Raw, green tomatoes are toxic to dogs.

Tomatoes are a member of the nightshade family and contain tomatine, which is a glycoalkaloid that can be harmful to dogs. When ingested in large amounts, it can cause gastrointestinal distress and heart arrhythmias. This can occur even when your dog consumes just one or two green tomatoes, but more is required for toxicity if you’re feeding him ripe tomatoes—and overall he’s simply less likely to eat them since they’ve been cooked into kibble. Green tomato ingestion is more common than you might think: In veterinary practice we see an average of one case per month (though there have been months with no reports).

Most tomato plants are also poisonous to dogs.

Most tomato plants are also poisonous to dogs. In fact, most parts of the tomato plant are toxic to animals and humans alike. The stem, leaves, and pollen can all be toxic if consumed by your dog.

Tomato plant sap contains tomatine—a chemical compound that has been shown to cause vomiting in some dogs after consumption. However, not all dogs react negatively to ingestion of this substance; it largely depends on the individual animal’s level of sensitivity and exposure to the plant over time. Animals with a history of skin irritation from tomatoes may also be more likely to experience symptoms than those without past reactions.

Cooked tomatoes don’t pose a threat because of the heat used in the cooking process.

While raw tomatoes may pose a danger to your dog, cooked tomatoes are much safer—and tastier. The heat used in the cooking process reduces the concentration of solanine, which is one of the substances responsible for causing toxicity in dogs. As such, you should feel free to feed your pup some delicious pasta sauce or tomato soup with no worries!

Cooking also makes it easier for dogs’ bodies to digest certain foods, including tomatoes. This means that if your dog has an upset stomach (or any other digestive issues), you can give him tomato-based foods without worry that he’ll experience more discomfort than usual.

One of the biggest concerns about tomatoes is choking.

One of the biggest concerns about tomatoes is choking. The seeds are especially dangerous, as they can get stuck in the throat and cause a blockage in the throat or esophagus. This can be fatal if not treated immediately by a vet, so if you’ve given your dog a tomato and think he might have swallowed some seeds, go to an emergency vet right away.
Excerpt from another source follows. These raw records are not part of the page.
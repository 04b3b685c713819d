//! 적합성 엔진 에러 타입
//!
//! [`ConformanceError`]는 케이스 하나의 실행 중 발생하는 모든 실패를 표현합니다.
//! 에러는 소속 케이스 범위에 머무르며, 한 케이스의 실패가 다른 케이스를 중단시키지 않습니다.
//! `From<ConformanceError> for CertconformError` 변환이 구현되어 있어
//! 상위 레이어에서 `?` 연산자로 전파할 수 있습니다.

use std::fmt;
use std::time::Duration;

use certconform_core::capability::CapabilitySet;
use certconform_core::error::{CertconformError, ClientError};

/// 적합성 케이스 실패 분류
#[derive(Debug, thiserror::Error)]
pub enum ConformanceError {
    /// suite 필수 필드 누락 또는 잘못된 생명주기 호출 (재시도하지 않음)
    #[error("configuration error: {field}: {reason}")]
    Configuration {
        /// 문제가 된 필드
        field: String,
        /// 사유
        reason: String,
    },

    /// 백엔드가 생성 요청을 거부함 (계약 위반, 재시도하지 않음)
    #[error("creating {target} failed: {source}")]
    Creation {
        target: String,
        #[source]
        source: ClientError,
    },

    /// 제한 시간 내에 조건이 충족되지 않음
    #[error("timed out after {elapsed:?} waiting for {target}; last observed: {last_observed}")]
    Timeout {
        target: String,
        elapsed: Duration,
        /// 마지막으로 관찰한 상태 요약
        last_observed: String,
    },

    /// 관찰 대상 읽기가 지속적으로 실패함
    #[error("fetching {target} failed: {source}")]
    Fetch {
        target: String,
        #[source]
        source: ClientError,
    },

    /// 실행 범위 토큰이 취소됨
    #[error("cancelled while working on {target}")]
    Cancelled { target: String },

    /// 충돌 재시도 예산 초과
    #[error("update of {target} still conflicting after {attempts} attempts")]
    Conflict { target: String, attempts: u32 },

    /// 충돌이 아닌 이유로 갱신 실패
    #[error("updating {target} failed: {source}")]
    Update {
        target: String,
        #[source]
        source: ClientError,
    },

    /// 사후 조건 검증 실패
    #[error("{0}")]
    Validation(ValidationFailures),

    /// 케이스 task가 panic했거나 완료 전에 중단됨
    #[error("case task ended abnormally: {reason}")]
    Aborted { reason: String },

    /// 권한 매트릭스 불일치
    #[error(
        "authorization mismatch for role '{role}' {verb} {resource}: expected allowed={expected}, got allowed={actual}"
    )]
    Authorization {
        role: String,
        verb: String,
        resource: String,
        expected: bool,
        actual: bool,
    },
}

impl ConformanceError {
    pub(crate) fn configuration(field: &str, reason: impl Into<String>) -> Self {
        Self::Configuration {
            field: field.to_owned(),
            reason: reason.into(),
        }
    }

    /// 메트릭/리포트용 고정 분류명
    pub fn kind_name(&self) -> &'static str {
        match self {
            Self::Configuration { .. } => "configuration",
            Self::Creation { .. } => "creation",
            Self::Timeout { .. } => "timeout",
            Self::Fetch { .. } => "fetch",
            Self::Cancelled { .. } => "cancelled",
            Self::Conflict { .. } => "conflict",
            Self::Update { .. } => "update",
            Self::Validation(_) => "validation",
            Self::Aborted { .. } => "aborted",
            Self::Authorization { .. } => "authorization",
        }
    }
}

/// 단일 검증 실패: 기대값과 실제값을 함께 보관합니다.
#[derive(Debug, Clone, PartialEq, Eq, thiserror::Error)]
#[error("{validator}: expected {expected}, got {actual}")]
pub struct ValidationError {
    /// 실패한 validator 이름
    pub validator: &'static str,
    pub expected: String,
    pub actual: String,
}

impl ValidationError {
    pub fn new(
        validator: &'static str,
        expected: impl Into<String>,
        actual: impl Into<String>,
    ) -> Self {
        Self {
            validator,
            expected: expected.into(),
            actual: actual.into(),
        }
    }
}

/// 한 케이스에서 수집된 모든 검증 실패
#[derive(Debug, Clone, PartialEq, Eq)]
pub struct ValidationFailures(pub Vec<ValidationError>);

impl ValidationFailures {
    /// 실패한 validator 이름 목록
    pub fn validators(&self) -> Vec<&'static str> {
        self.0.iter().map(|e| e.validator).collect()
    }
}

impl fmt::Display for ValidationFailures {
    fn fmt(&self, f: &mut fmt::Formatter<'_>) -> fmt::Result {
        write!(f, "{} validation failure(s): ", self.0.len())?;
        for (idx, err) in self.0.iter().enumerate() {
            if idx > 0 {
                f.write_str("; ")?;
            }
            write!(f, "{err}")?;
        }
        Ok(())
    }
}

/// 케이스 실패와 그 맥락
///
/// 사용자에게 보이는 실패는 항상 시나리오, 실행을 허용한 gating,
/// 구체적인 실패 원인을 함께 보여줍니다.
#[derive(Debug, thiserror::Error)]
#[error(
    "scenario '{scenario}' (case {case_id}, required capabilities {permitted_by} all supported): {error}"
)]
pub struct CaseFailure {
    pub scenario: String,
    /// 케이스 실행마다 생성된 고유 이름
    pub case_id: String,
    /// 이 케이스의 실행을 허용한 required capability 집합
    pub permitted_by: CapabilitySet,
    #[source]
    pub error: ConformanceError,
}

impl From<ConformanceError> for CertconformError {
    fn from(err: ConformanceError) -> Self {
        CertconformError::Conformance(err.to_string())
    }
}

impl From<CaseFailure> for CertconformError {
    fn from(err: CaseFailure) -> Self {
        CertconformError::Conformance(err.to_string())
    }
}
It’s best to keep tomatoes away from your dog for its own safety.

If your dog has been snacking on tomatoes, it’s best to keep him away from the vegetable for his own safety. Tomatoes are toxic to dogs and can be poisonous if ingested in large quantities. The acidity of tomatoes can irritate a dog’s stomach lining and cause vomiting or diarrhea, which can make them dehydrated and sick.

In addition, tomatoes contain an alkaloid called tomatine that can affect a dog’s heart rate and blood pressure levels if he eats enough of them. Because of this effect on their hearts and circulatory systems, some veterinarians recommend that dogs with heart conditions should avoid eating these fruits altogether.


While cooked tomatoes aren’t poisonous for dogs, it’s best to keep them away from your pup. Feeding your dog raw tomatoes can lead to some harmful health conditions, and the risk isn’t worth it. If you want to give your dog a treat, try one of the other foods on this list that are both safe and healthy for them to eat. You’ll be able to enjoy a meal without having to worry about what happens when Fido gets his paws on one of these fruits.